Task directions
Among the lines of the records below, count those with the word "stretched". Reply with that number alone.

Records for the exercise

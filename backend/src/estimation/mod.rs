//! Delivery time estimation
//!
//! The estimate is the route's base time, stretched by the fatigue
//! multiplier when the driver already has more than the fatigue threshold
//! of cumulative hours before taking the order. An observed delivery
//! replaces the estimate outright and is never stretched.

use crate::models::{Order, Route};
use crate::rules::SimulationRules;

/// Effective duration of one delivery
#[derive(Debug, Clone, Copy, PartialEq)]
pub struct DeliveryEstimate {
    /// Duration in minutes
    pub minutes: f64,

    /// Fatigue multiplier was applied
    pub fatigued: bool,

    /// Duration comes from an observed delivery timestamp
    pub observed: bool,
}

/// Estimate how long `order` takes on `route` for a driver with
/// `hours_before` cumulative hours.
///
/// # Example
/// ```
/// use chrono::Utc;
/// use delivery_simulator_core_rs::estimation::estimate_delivery;
/// use delivery_simulator_core_rs::{Order, Route, SimulationRules, TrafficLevel};
///
/// let order = Order::new("O1", 800.0, "R1", Utc::now());
/// let route = Route::new("R1", 10.0, TrafficLevel::Low, 30.0);
/// let rules = SimulationRules::default();
///
/// assert_eq!(estimate_delivery(&order, &route, 8.0, &rules).minutes, 30.0);
/// assert_eq!(estimate_delivery(&order, &route, 8.5, &rules).minutes, 39.0);
/// ```
pub fn estimate_delivery(
    order: &Order,
    route: &Route,
    hours_before: f64,
    rules: &SimulationRules,
) -> DeliveryEstimate {
    if let Some(minutes) = order.observed_minutes() {
        return DeliveryEstimate {
            minutes,
            fatigued: false,
            observed: true,
        };
    }

    let fatigued = hours_before > rules.fatigue_threshold_hours;
    let minutes = if fatigued {
        route.base_time_min * rules.fatigue_multiplier
    } else {
        route.base_time_min
    };

    DeliveryEstimate {
        minutes,
        fatigued,
        observed: false,
    }
}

Expected answer
2